Set down a word-for-word copy of the data below, limited to the lines from the first through the line with "let public_key = if".

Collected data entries
=== Section Start ===

//! Authentication middleware
//!
//! Turns a bearer JWT into the [`Principal`] the core authorizes against.
//! Tokens are issued elsewhere; this service only verifies them.

use axum::{
    body::Body,
    extract::State,
    http::Request,
    middleware::Next,
    response::Response,
};
use axum_extra::{
    TypedHeader,
    headers::{Authorization, authorization::Bearer},
};
use domain::{Principal, Role};
use jsonwebtoken::{Algorithm, DecodingKey, Validation};
use serde::{Deserialize, Serialize};
use std::env;
use tracing::{error, warn};
use uuid::Uuid;

use crate::{error::ApiError, state::AppState};

/// JWT claims structure
#[derive(Debug, Serialize, Deserialize)]
pub struct Claims {
    /// User ID
    pub sub: Uuid,
    /// Platform role (`admin`, `salon_admin`, `customer`, `super_admin`)
    pub role: String,
    /// Salon administered by a `salon_admin`
    #[serde(default)]
    pub salon_id: Option<Uuid>,
    /// Issued at time
    pub iat: u64,
    /// Expiration time
    pub exp: u64,
}

impl Claims {
    pub fn into_principal(self) -> Result<Principal, ApiError> {
        let role = self.role.parse::<Role>().map_err(|e| {
            warn!("Rejected token for {}: {}", self.sub, e);
            ApiError::Unauthorized
        })?;
        Ok(Principal::new(self.sub, role, self.salon_id))
    }
}

/// JWT configuration
#[derive(Debug, Clone)]
pub struct JwtConfig {
    /// Public key for verifying tokens
    pub public_key: String,
}

impl JwtConfig {
    /// Create a new JwtConfig from environment variables
    ///
    /// # Environment Variables
    /// - `JWT_PUBLIC_KEY`: Public key (PEM format) or path to the public key file
    pub fn from_env() -> Result<Self, String> {
        let public_key = env::var("JWT_PUBLIC_KEY")
            .map_err(|_| "JWT_PUBLIC_KEY environment variable not set".to_string())?;

        // If the public key looks like a file path, read from file (try CWD, then project root)
        let public_key = if public_key.starts_with("-----BEGIN") {
            public_key
        } else {
            std::fs::read_to_string(&public_key)
                .or_else(|_| {
                    let mut path = std::path::PathBuf::from(env!("CARGO_MANIFEST_DIR"));
                    path.push(&public_key);
                    std::fs::read_to_string(path)
                })
                .map_err(|e| format!("Failed to read public key file: {}", e))?
                .trim()
                .to_string()
        };

        Ok(JwtConfig { public_key })
    }
}

/// Verifies access tokens and extracts the principal
#[derive(Clone)]
pub struct TokenVerifier {
    key: DecodingKey,
    validation: Validation,
}

impl TokenVerifier {
    pub fn new(key: DecodingKey, algorithm: Algorithm) -> Self {
        let mut validation = Validation::new(algorithm);
        validation.validate_exp = true;
        Self { key, validation }
    }

    /// RS256 verifier from the configured public key
    pub fn from_config(config: &JwtConfig) -> anyhow::Result<Self> {
        let key = DecodingKey::from_rsa_pem(config.public_key.as_bytes())?;
        Ok(Self::new(key, Algorithm::RS256))
    }

    pub fn verify(&self, token: &str) -> Result<Principal, ApiError> {
        let token_data = jsonwebtoken::decode::<Claims>(token, &self.key, &self.validation)
            .map_err(|e| {
                error!("Failed to validate token: {}", e);
                ApiError::Unauthorized
            })?;
        token_data.claims.into_principal()
    }
}

/// Authentication middleware
pub async fn auth_middleware(
    State(state): State<AppState>,
    bearer: Option<TypedHeader<Authorization<Bearer>>>,
    mut req: Request<Body>,
    next: Next,
) -> Result<Response, ApiError> {
    let TypedHeader(Authorization(bearer)) = bearer.ok_or(ApiError::Unauthorized)?;

    let principal = state.token_verifier.verify(bearer.token())?;

    // Handlers pick the principal up with `Extension<Principal>`
    req.extensions_mut().insert(principal);

    Ok(next.run(req).await)
}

=== Section End ===

Written answer
//! Authentication middleware
//!
//! Turns a bearer JWT into the [`Principal`] the core authorizes against.
//! Tokens are issued elsewhere; this service only verifies them.

use axum::{
    body::Body,
    extract::State,
    http::Request,
    middleware::Next,
    response::Response,
};
use axum_extra::{
    TypedHeader,
    headers::{Authorization, authorization::Bearer},
};
use domain::{Principal, Role};
use jsonwebtoken::{Algorithm, DecodingKey, Validation};
use serde::{Deserialize, Serialize};
use std::env;
use tracing::{error, warn};
use uuid::Uuid;

use crate::{error::ApiError, state::AppState};

/// JWT claims structure
#[derive(Debug, Serialize, Deserialize)]
pub struct Claims {
    /// User ID
    pub sub: Uuid,
    /// Platform role (`admin`, `salon_admin`, `customer`, `super_admin`)
    pub role: String,
    /// Salon administered by a `salon_admin`
    #[serde(default)]
    pub salon_id: Option<Uuid>,
    /// Issued at time
    pub iat: u64,
    /// Expiration time
    pub exp: u64,
}

impl Claims {
    pub fn into_principal(self) -> Result<Principal, ApiError> {
        let role = self.role.parse::<Role>().map_err(|e| {
            warn!("Rejected token for {}: {}", self.sub, e);
            ApiError::Unauthorized
        })?;
        Ok(Principal::new(self.sub, role, self.salon_id))
    }
}

/// JWT configuration
#[derive(Debug, Clone)]
pub struct JwtConfig {
    /// Public key for verifying tokens
    pub public_key: String,
}

impl JwtConfig {
    /// Create a new JwtConfig from environment variables
    ///
    /// # Environment Variables
    /// - `JWT_PUBLIC_KEY`: Public key (PEM format) or path to the public key file
    pub fn from_env() -> Result<Self, String> {
        let public_key = env::var("JWT_PUBLIC_KEY")
            .map_err(|_| "JWT_PUBLIC_KEY environment variable not set".to_string())?;

        // If the public key looks like a file path, read from file (try CWD, then project root)
        let public_key = if public_key.starts_with("-----BEGIN") {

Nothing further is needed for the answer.